In a bold but little-noticed step toward reforming Islamic tradition, Turkey's religious authorities recently declared that they will remove these statements, and more like them, from the hadiths -- the non-Koranic commentary on the words and deeds of the prophet Muhammad.

Hadiths are serious stuff. More than 90 percent of the sharia (Islamic law) is based on them rather than the Koran, and the most infamous measures of the sharia -- the killing of apostates, the seclusion of women, the ban on fine arts, the stoning of adulterers and many other violent punishments for sinful behavior -- come from the hadiths and the commentaries built upon them. Eliminating these misogynistic statements from the hadiths is a direct challenge to some of the most controversial aspects of Islamic tradition.

Modern Muslim intellectuals have long argued that the hadiths should be revised, but this is the first time in recent history that a central Islamic authority has taken the dramatic step of deciding to edit them. The media and intellectuals of Ankara and Istanbul largely welcomed last month's decision, which the Turkish government supported. And although there were rumblings of discontent from ultraconservative commentators, they didn't amount to a protest. Yet, despite the rhetoric about the need to make alliances with progressive Islam in the midst of the fight against terrorism, Turkey's move toward reform has been widely overlooked in the West, and there has been little acknowledgment of it in other Muslim countries.

The proposed revision came from the Diyanet, Turkey's highest Islamic authority, which controls more than 76,000 mosques in Turkey and other parts of Europe. Its president, Ali Bardakoglu, a liberal theologian appointed three years ago by the ruling conservative Justice and Development Party (known as AKP), declared that a new collection of hadiths, free of such misogyny, would be prepared by 2008. He also announced that enlightened imams would be sent to the rural, conservative regions of southeastern Turkey to preach against practices such as honor killings.
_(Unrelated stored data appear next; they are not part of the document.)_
//! movie_map: filming locations of a given year, nearest to you, on a map.
//!
//! Pipeline: [`parser`] scans `locations.list`, [`location`] geocodes and
//! measures distances, [`selector`] picks the nearest distinct places,
//! [`render`] writes the Leaflet page. [`pipeline::run`] wires them together.

pub mod config;
pub mod error;
pub mod geo;
pub mod location;
pub mod parser;
pub mod pipeline;
pub mod render;
pub mod selector;

pub use error::{MovieMapError, Result};
//! HTML map output.
//!
//! Produces one self-contained page driving Leaflet with the
//! Leaflet.awesome-markers plugin. Tiles and scripts load from public CDNs
//! when the page is opened.

use std::path::Path;

use serde::Serialize;

use crate::error::{MovieMapError, Result};
use crate::geo::Coordinates;

/// Marker styling, in awesome-markers terms.
#[derive(Debug, Clone, PartialEq, Eq, Serialize)]
pub struct MarkerIcon {
    pub color: String,
    pub icon_color: String,
    /// Bootstrap glyphicon name.
    pub glyph: String,
}

impl MarkerIcon {
    pub fn new(color: &str, icon_color: &str, glyph: &str) -> Self {
        Self {
            color: color.to_string(),
            icon_color: icon_color.to_string(),
            glyph: glyph.to_string(),
        }
    }

    /// Green pin with a yellow camera.
    pub fn movie() -> Self {
        Self::new("green", "yellow", "camera")
    }

    /// Red pin with a blue house.
    pub fn home() -> Self {
        Self::new("red", "blue", "home")
    }
}

#[derive(Debug, Clone, PartialEq, Serialize)]
pub struct Marker {
    #[serde(flatten)]
    pub coords: Coordinates,
    /// Plain text; escaped on render.
    pub popup: String,
    pub icon: MarkerIcon,
}

impl Marker {
    pub fn new(coords: Coordinates, popup: impl Into<String>, icon: MarkerIcon) -> Self {
        Self {
            coords,
            popup: popup.into(),
            icon,
        }
    }
}

/// Popup-ready copy of a marker, HTML already escaped.
#[derive(Serialize)]
struct RenderedMarker<'a> {
    lat: f64,
    lon: f64,
    popup: String,
    icon: &'a MarkerIcon,
}

#[derive(Debug, Clone, Default)]
pub struct MovieMap {
    markers: Vec<Marker>,
    click_popup: Option<String>,
}

impl MovieMap {
    pub fn new() -> Self {
        Self::default()
    }

    pub fn add_marker(&mut self, marker: Marker) {
        self.markers.push(marker);
    }

    /// Clicking the map drops a marker with this popup.
    pub fn with_click_marker(mut self, popup: impl Into<String>) -> Self {
        self.click_popup = Some(popup.into());
        self
    }

    pub fn markers(&self) -> &[Marker] {
        &self.markers
    }

    pub fn to_html(&self) -> Result<String> {
        let rendered: Vec<RenderedMarker<'_>> = self
            .markers
            .iter()
            .map(|m| RenderedMarker {
                lat: m.coords.lat,
                lon: m.coords.lon,
                popup: escape_html(&m.popup),
                icon: &m.icon,
            })
            .collect();
        let markers_json =
            serde_json::to_string(&rendered).map_err(|e| MovieMapError::Render(e.to_string()))?;
        let click_json = match &self.click_popup {
            Some(popup) => serde_json::to_string(&escape_html(popup))
                .map_err(|e| MovieMapError::Render(e.to_string()))?,
            None => "null".to_string(),
        };

        Ok(PAGE_TEMPLATE
            .replace("{{MARKERS}}", &markers_json)
            .replace("{{CLICK_POPUP}}", &click_json))
    }

    pub fn save(&self, path: &Path) -> Result<()> {
        let html = self.to_html()?;
        std::fs::write(path, html).map_err(|e| MovieMapError::io(path, e))?;
        tracing::info!(path = %path.display(), markers = self.markers.len(), "map saved");
        Ok(())
    }
}

fn escape_html(text: &str) -> String {
    let mut out = String::with_capacity(text.len());
    for c in text.chars() {
        match c {
            '&' => out.push_str("&amp;"),
            '<' => out.push_str("&lt;"),
            '>' => out.push_str("&gt;"),
            '"' => out.push_str("&quot;"),
            '\'' => out.push_str("&#39;"),
            _ => out.push(c),
        }
    }
    out
}

const PAGE_TEMPLATE: &str = r#"<!DOCTYPE html>
<html>
<head>
  <meta charset="utf-8" />
  <meta name="viewport" content="width=device-width, initial-scale=1.0" />
  <title>Movie map</title>
  <link rel="stylesheet" href="https://unpkg.com/leaflet@1.9.4/dist/leaflet.css" />
  <link rel="stylesheet" href="https://cdnjs.cloudflare.com/ajax/libs/Leaflet.awesome-markers/2.0.2/leaflet.awesome-markers.css" />
  <link rel="stylesheet" href="https://maxcdn.bootstrapcdn.com/bootstrap/3.2.0/css/bootstrap.min.css" />
  <script src="https://unpkg.com/leaflet@1.9.4/dist/leaflet.js"></script>
  <script src="https://cdnjs.cloudflare.com/ajax/libs/Leaflet.awesome-markers/2.0.2/leaflet.awesome-markers.js"></script>
  <style>
    html, body { width: 100%; height: 100%; margin: 0; padding: 0; }
    #map { position: absolute; top: 0; bottom: 0; left: 0; right: 0; }
  </style>
</head>
<body>
  <div id="map"></div>
  <script>
    var markers = {{MARKERS}};
    var clickPopup = {{CLICK_POPUP}};

    var map = L.map("map", { worldCopyJump: true });
    L.tileLayer("https://{s}.tile.openstreetmap.org/{z}/{x}/{y}.png", {
      maxZoom: 18,
      attribution: "&copy; OpenStreetMap contributors"
    }).addTo(map);

    var bounds = [];
    markers.forEach(function (m) {
      var icon = L.AwesomeMarkers.icon({
        icon: m.icon.glyph,
        prefix: "glyphicon",
        markerColor: m.icon.color,
        iconColor: m.icon.icon_color
      });
      L.marker([m.lat, m.lon], { icon: icon }).bindPopup(m.popup).addTo(map);
      bounds.push([m.lat, m.lon]);
    });

    if (bounds.length > 0) {
      map.fitBounds(bounds, { padding: [40, 40], maxZoom: 10 });
    } else {
      map.setView([0, 0], 2);
    }

    if (clickPopup !== null) {
      map.on("click", function (e) {
        L.marker(e.latlng).bindPopup(clickPopup).addTo(map);
      });
    }
  </script>
</body>
</html>
"#;
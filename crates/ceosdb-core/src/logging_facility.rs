//! Structured logging facility for the CEOS catalog
//!
//! This module provides:
//! - Single initialization point via `init(profile)`
//! - Structured logging macros (`log_op_start!`, `log_op_end!`, `log_op_error!`)
//! - Test capture mode for deterministic assertions
//!
//! # Usage
//!
//! ```rust
//! use ceosdb_core::logging_facility::{init, Profile};
//!
//! init(Profile::Development);
//! ```

pub mod init;
pub mod macros;
pub mod test_capture;

pub use init::{init, Profile};
pub use test_capture::{init_test_capture, CapturedEvent, TestCapture};
//! In-memory log capture for tests
//!
//! Engine tests assert that `classify` and `seed_import` open and close their
//! boundaries, and that the orchestrator logs one `debug` event per subject.
//! The capture layer keeps every event with its fields rendered as text.

use ceosdb_core_types::schema::{FIELD_COMPONENT, FIELD_EVENT, FIELD_OP};
use std::collections::HashMap;
use std::sync::{Arc, Mutex, OnceLock};
use tracing::field::{Field, Visit};
use tracing::{Level, Subscriber};
use tracing_subscriber::layer::{Context, SubscriberExt};
use tracing_subscriber::registry::LookupSpan;
use tracing_subscriber::util::SubscriberInitExt;
use tracing_subscriber::Layer;

/// One captured event
///
/// `component`, `op` and `event` are lifted out of `fields` because nearly
/// every assertion filters on them.
#[derive(Clone, Debug)]
pub struct CapturedEvent {
    pub level: Level,
    pub component: Option<String>,
    pub op: Option<String>,
    pub event: Option<String>,
    pub fields: HashMap<String, String>,
}

impl CapturedEvent {
    /// Field value as text; `%`-formatted values appear without quotes
    pub fn field(&self, name: &str) -> Option<&str> {
        self.fields.get(name).map(String::as_str)
    }

    /// Whether this is the `event` boundary of operation `op`
    pub fn is_boundary(&self, op: &str, event: &str) -> bool {
        self.op.as_deref() == Some(op) && self.event.as_deref() == Some(event)
    }
}

// Numbers and bools fall through to `record_debug`, which renders them
// without decoration. Only plain strings need their own arm.
#[derive(Default)]
struct TextFields(HashMap<String, String>);

impl Visit for TextFields {
    fn record_debug(&mut self, field: &Field, value: &dyn std::fmt::Debug) {
        self.0.insert(field.name().to_string(), format!("{:?}", value));
    }

    fn record_str(&mut self, field: &Field, value: &str) {
        self.0.insert(field.name().to_string(), value.to_string());
    }
}

struct CaptureLayer {
    events: Arc<Mutex<Vec<CapturedEvent>>>,
}

impl<S> Layer<S> for CaptureLayer
where
    S: Subscriber + for<'a> LookupSpan<'a>,
{
    fn on_event(&self, event: &tracing::Event<'_>, _ctx: Context<'_, S>) {
        let mut visitor = TextFields::default();
        event.record(&mut visitor);
        let fields = visitor.0;

        let captured = CapturedEvent {
            level: *event.metadata().level(),
            component: fields.get(FIELD_COMPONENT).cloned(),
            op: fields.get(FIELD_OP).cloned(),
            event: fields.get(FIELD_EVENT).cloned(),
            fields,
        };
        if let Ok(mut events) = self.events.lock() {
            events.push(captured);
        }
    }
}

/// Handle on the shared capture buffer
#[derive(Clone)]
pub struct TestCapture {
    events: Arc<Mutex<Vec<CapturedEvent>>>,
}

impl TestCapture {
    /// Snapshot of everything captured so far
    pub fn events(&self) -> Vec<CapturedEvent> {
        self.events.lock().map(|e| e.clone()).unwrap_or_default()
    }

    /// Events logged under one op name, in emission order
    pub fn events_for_op(&self, op: &str) -> Vec<CapturedEvent> {
        self.events()
            .into_iter()
            .filter(|e| e.op.as_deref() == Some(op))
            .collect()
    }

    pub fn count_events<F>(&self, predicate: F) -> usize
    where
        F: Fn(&CapturedEvent) -> bool,
    {
        self.events().iter().filter(|e| predicate(e)).count()
    }

    /// # Panics
    ///
    /// Panics when no `event` boundary was logged for `op`.
    pub fn assert_event_exists(&self, op: &str, event: &str) {
        let events = self.events();
        assert!(
            events.iter().any(|e| e.is_boundary(op, event)),
            "Expected event op={} event={} not found in {} captured events",
            op,
            event,
            events.len()
        );
    }
}

static GLOBAL_CAPTURE: OnceLock<TestCapture> = OnceLock::new();

/// Install the capture layer as the global subscriber (once per test binary)
///
/// Tests run in parallel against the same buffer, so each test should log
/// under an op name or field value no other test uses.
///
/// ```
/// use ceosdb_core::logging_facility::test_capture::init_test_capture;
/// use ceosdb_core::{log_op_end, log_op_start};
///
/// let capture = init_test_capture();
/// log_op_start!("doc_seed_import", path = "seeds/");
/// log_op_end!("doc_seed_import", duration_ms = 5, file_count = 2);
///
/// let end = capture
///     .events_for_op("doc_seed_import")
///     .into_iter()
///     .find(|e| e.is_boundary("doc_seed_import", "end"))
///     .unwrap();
/// assert_eq!(end.field("file_count"), Some("2"));
/// ```
pub fn init_test_capture() -> TestCapture {
    GLOBAL_CAPTURE
        .get_or_init(|| {
            let events = Arc::new(Mutex::new(Vec::new()));
            let layer = CaptureLayer {
                events: events.clone(),
            };
            tracing_subscriber::registry().with(layer).init();
            TestCapture { events }
        })
        .clone()
}

#[cfg(test)]
mod tests {
    use super::*;
    use ceosdb_core_types::schema::FIELD_LABEL;

    fn event(op: &str, boundary: Option<&str>) -> CapturedEvent {
        let mut fields = HashMap::new();
        fields.insert(FIELD_LABEL.to_string(), "GEO".to_string());
        CapturedEvent {
            level: Level::DEBUG,
            component: None,
            op: Some(op.to_string()),
            event: boundary.map(str::to_string),
            fields,
        }
    }

    #[test]
    fn test_captured_event_field_lookup() {
        let event = event("classify_group", None);
        assert_eq!(event.field(FIELD_LABEL), Some("GEO"));
        assert_eq!(event.field("missing"), None);
    }

    #[test]
    fn test_is_boundary_needs_op_and_event() {
        let end = event("classify", Some("end"));
        assert!(end.is_boundary("classify", "end"));
        assert!(!end.is_boundary("classify", "start"));
        assert!(!end.is_boundary("seed_import", "end"));
        assert!(!event("classify", None).is_boundary("classify", "end"));
    }
}
use serde::{Deserialize, Serialize};

/// Space agency
#[derive(Debug, Clone, PartialEq, Eq, Serialize, Deserialize)]
pub struct Agency {
    pub id: i64,
    pub name: String,
    pub country: Option<String>,
    pub website: Option<String>,
}

impl Agency {
    pub fn new(id: i64, name: impl Into<String>) -> Self {
        Self {
            id,
            name: name.into(),
            country: None,
            website: None,
        }
    }
}

/// Geophysical measurement (e.g. "Sea surface temperature")
#[derive(Debug, Clone, PartialEq, Eq, Serialize, Deserialize)]
pub struct Measurement {
    pub id: i64,
    pub name: String,
    /// Measurement category name
    pub category: Option<String>,
}

impl Measurement {
    pub fn new(id: i64, name: impl Into<String>) -> Self {
        Self {
            id,
            name: name.into(),
            category: None,
        }
    }
}

/// Instrument types listed by the handbook
pub const DEFAULT_INSTRUMENT_TYPES: [&str; 24] = [
    "Atmospheric chemistry",
    "Atmospheric temperature and humidity sounders",
    "Cloud profile and rain radars",
    "Communications",
    "Data collection",
    "Earth radiation budget radiometers",
    "Gravity instruments",
    "High resolution optical imagers",
    "Hyperspectral imagers",
    "Imaging microwave radars",
    "Imaging multi-spectral radiometers (passive microwave)",
    "Imaging multi-spectral radiometers (vis/IR)",
    "In situ",
    "Lidars",
    "Lightning sensors",
    "Magnetic field",
    "Multiple direction/polarisation radiometers",
    "Ocean colour instruments",
    "Other",
    "Precision orbit",
    "Radar altimeters",
    "Scatterometers",
    "Space environment",
    "TBD",
];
Many Muslims view hadiths as sacrosanct, although their accuracy has been a major point of contention among scholars. The hadiths were compiled two centuries after the Koran, which was transcribed during the prophet's lifetime and canonized right after his death in Medina in the 7th century. By the 9th century, people were constructing such strange stories from the prophet that scholars such as Muhammad al-Bukhari and Muslim ibn al-Hajjaj decided to evaluate and catalogue them. Focusing on the reliability of the chain of transmitters, these scholars created collections of sahih , or trustworthy, hadiths.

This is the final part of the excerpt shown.